DATA FOR THE TASK:
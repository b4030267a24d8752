//! Error types and error codes for NsGuard
//!
//! This module defines:
//! - `GuardError`: Deletion workflow error enum
//! - `ErrorCode`: Structured error codes for operator-facing output

use serde::{Deserialize, Serialize};

/// Errors raised by the deletion workflow
///
/// The first five variants are policy rejections produced by the guard
/// pipeline. The rest are failures of the surrounding machinery.
#[derive(thiserror::Error, Debug, Clone, PartialEq, Eq)]
pub enum GuardError {
    #[error("namespace '{0}' is private and cannot be deleted")]
    NotPublic(String),

    #[error("operator is not an app master, ask one of [{}]", .0.join(", "))]
    NoPermission(Vec<String>),

    #[error("namespace '{0}' still has instances on its main branch")]
    MasterInstanceBlocking(String),

    #[error("namespace '{0}' still has instances on its gray branch")]
    BranchInstanceBlocking(String),

    #[error("public namespace is associated by other apps: [{}]", .0.join(", "))]
    PublicNamespaceAssociated(Vec<String>),

    #[error("{message}")]
    DeletionRequestFailed {
        message: String,
        detail: Option<String>,
    },

    #[error("a delete of namespace '{0}' is already in flight")]
    DeleteInFlight(String),

    #[error("provider error: {0}")]
    Provider(String),

    #[error("caused: {0}")]
    IllegalArgument(String),

    #[error("configuration error: {0}")]
    ConfigError(String),
}

impl GuardError {
    /// Stable code for this error
    pub fn code(&self) -> ErrorCode<'static> {
        match self {
            GuardError::NotPublic(_) => NAMESPACE_NOT_PUBLIC,
            GuardError::NoPermission(_) => ACCESS_DENIED,
            GuardError::MasterInstanceBlocking(_) => MASTER_INSTANCE_BLOCKING,
            GuardError::BranchInstanceBlocking(_) => BRANCH_INSTANCE_BLOCKING,
            GuardError::PublicNamespaceAssociated(_) => PUBLIC_NAMESPACE_ASSOCIATED,
            GuardError::DeletionRequestFailed { .. } => DELETION_REQUEST_FAILED,
            GuardError::DeleteInFlight(_) => DELETE_IN_FLIGHT,
            GuardError::Provider(_) => PROVIDER_ERROR,
            GuardError::IllegalArgument(_) => PARAMETER_VALIDATE_ERROR,
            GuardError::ConfigError(_) => CONFIG_ERROR,
        }
    }

    /// Whether this error is a policy rejection rather than a failure
    pub fn is_rejection(&self) -> bool {
        matches!(
            self,
            GuardError::NotPublic(_)
                | GuardError::NoPermission(_)
                | GuardError::MasterInstanceBlocking(_)
                | GuardError::BranchInstanceBlocking(_)
                | GuardError::PublicNamespaceAssociated(_)
        )
    }
}

impl From<anyhow::Error> for GuardError {
    fn from(value: anyhow::Error) -> Self {
        GuardError::Provider(value.to_string())
    }
}

/// Error code structure for operator-facing output
#[derive(Clone, Debug, Default, PartialEq, Eq, Serialize, Deserialize)]
pub struct ErrorCode<'a> {
    pub code: i32,
    pub message: &'a str,
}

pub const SUCCESS: ErrorCode<'static> = ErrorCode {
    code: 0,
    message: "success",
};

pub const ACCESS_DENIED: ErrorCode<'static> = ErrorCode {
    code: 10001,
    message: "access denied",
};

pub const PARAMETER_VALIDATE_ERROR: ErrorCode<'static> = ErrorCode {
    code: 20002,
    message: "parameter validate error",
};

// Deletion guard rejections
pub const NAMESPACE_NOT_PUBLIC: ErrorCode<'static> = ErrorCode {
    code: 22010,
    message: "private namespace cannot be deleted",
};

pub const MASTER_INSTANCE_BLOCKING: ErrorCode<'static> = ErrorCode {
    code: 22011,
    message: "namespace main branch has instances",
};

pub const BRANCH_INSTANCE_BLOCKING: ErrorCode<'static> = ErrorCode {
    code: 22012,
    message: "namespace gray branch has instances",
};

pub const PUBLIC_NAMESPACE_ASSOCIATED: ErrorCode<'static> = ErrorCode {
    code: 22013,
    message: "public namespace is associated by other apps",
};

// Deletion execution
pub const DELETION_REQUEST_FAILED: ErrorCode<'static> = ErrorCode {
    code: 22020,
    message: "namespace deletion failed",
};

pub const DELETE_IN_FLIGHT: ErrorCode<'static> = ErrorCode {
    code: 22021,
    message: "namespace deletion already in flight",
};

pub const PROVIDER_ERROR: ErrorCode<'static> = ErrorCode {
    code: 30001,
    message: "provider error",
};

pub const CONFIG_ERROR: ErrorCode<'static> = ErrorCode {
    code: 30002,
    message: "configuration error",
};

GOAL OF THE EXERCISE: The material must be repeated in full, with every line exact.

RESULT OF THE EXERCISE:
repository b4030267a24d8752
//! Error types and error codes for NsGuard
//!
//! This module defines:
//! - `GuardError`: Deletion workflow error enum
//! - `ErrorCode`: Structured error codes for operator-facing output

use serde::{Deserialize, Serialize};

/// Errors raised by the deletion workflow
///
/// The first five variants are policy rejections produced by the guard
/// pipeline. The rest are failures of the surrounding machinery.
#[derive(thiserror::Error, Debug, Clone, PartialEq, Eq)]
pub enum GuardError {
    #[error("namespace '{0}' is private and cannot be deleted")]
    NotPublic(String),

    #[error("operator is not an app master, ask one of [{}]", .0.join(", "))]
    NoPermission(Vec<String>),

    #[error("namespace '{0}' still has instances on its main branch")]
    MasterInstanceBlocking(String),

    #[error("namespace '{0}' still has instances on its gray branch")]
    BranchInstanceBlocking(String),

    #[error("public namespace is associated by other apps: [{}]", .0.join(", "))]
    PublicNamespaceAssociated(Vec<String>),

    #[error("{message}")]
    DeletionRequestFailed {
        message: String,
        detail: Option<String>,
    },

    #[error("a delete of namespace '{0}' is already in flight")]
    DeleteInFlight(String),

    #[error("provider error: {0}")]
    Provider(String),

    #[error("caused: {0}")]
    IllegalArgument(String),

    #[error("configuration error: {0}")]
    ConfigError(String),
}

impl GuardError {
    /// Stable code for this error
    pub fn code(&self) -> ErrorCode<'static> {
        match self {
            GuardError::NotPublic(_) => NAMESPACE_NOT_PUBLIC,
            GuardError::NoPermission(_) => ACCESS_DENIED,
            GuardError::MasterInstanceBlocking(_) => MASTER_INSTANCE_BLOCKING,
            GuardError::BranchInstanceBlocking(_) => BRANCH_INSTANCE_BLOCKING,
            GuardError::PublicNamespaceAssociated(_) => PUBLIC_NAMESPACE_ASSOCIATED,
            GuardError::DeletionRequestFailed { .. } => DELETION_REQUEST_FAILED,
            GuardError::DeleteInFlight(_) => DELETE_IN_FLIGHT,
            GuardError::Provider(_) => PROVIDER_ERROR,
            GuardError::IllegalArgument(_) => PARAMETER_VALIDATE_ERROR,
            GuardError::ConfigError(_) => CONFIG_ERROR,
        }
    }

    /// Whether this error is a policy rejection rather than a failure
    pub fn is_rejection(&self) -> bool {
        matches!(
            self,
            GuardError::NotPublic(_)
                | GuardError::NoPermission(_)
                | GuardError::MasterInstanceBlocking(_)
                | GuardError::BranchInstanceBlocking(_)
                | GuardError::PublicNamespaceAssociated(_)
        )
    }
}

impl From<anyhow::Error> for GuardError {
    fn from(value: anyhow::Error) -> Self {
        GuardError::Provider(value.to_string())
    }
}

/// Error code structure for operator-facing output
#[derive(Clone, Debug, Default, PartialEq, Eq, Serialize, Deserialize)]
pub struct ErrorCode<'a> {
    pub code: i32,
    pub message: &'a str,
}

pub const SUCCESS: ErrorCode<'static> = ErrorCode {
    code: 0,
    message: "success",
};

pub const ACCESS_DENIED: ErrorCode<'static> = ErrorCode {
    code: 10001,
    message: "access denied",
};

pub const PARAMETER_VALIDATE_ERROR: ErrorCode<'static> = ErrorCode {
    code: 20002,
    message: "parameter validate error",
};

// Deletion guard rejections
pub const NAMESPACE_NOT_PUBLIC: ErrorCode<'static> = ErrorCode {
    code: 22010,
    message: "private namespace cannot be deleted",
};

pub const MASTER_INSTANCE_BLOCKING: ErrorCode<'static> = ErrorCode {
    code: 22011,
    message: "namespace main branch has instances",
};

pub const BRANCH_INSTANCE_BLOCKING: ErrorCode<'static> = ErrorCode {
    code: 22012,
    message: "namespace gray branch has instances",
};

pub const PUBLIC_NAMESPACE_ASSOCIATED: ErrorCode<'static> = ErrorCode {
    code: 22013,
    message: "public namespace is associated by other apps",
};

// Deletion execution
pub const DELETION_REQUEST_FAILED: ErrorCode<'static> = ErrorCode {
    code: 22020,
    message: "namespace deletion failed",
};

pub const DELETE_IN_FLIGHT: ErrorCode<'static> = ErrorCode {
    code: 22021,
    message: "namespace deletion already in flight",
};

pub const PROVIDER_ERROR: ErrorCode<'static> = ErrorCode {
    code: 30001,
    message: "provider error",
};

pub const CONFIG_ERROR: ErrorCode<'static> = ErrorCode {
    code: 30002,
    message: "configuration error",
};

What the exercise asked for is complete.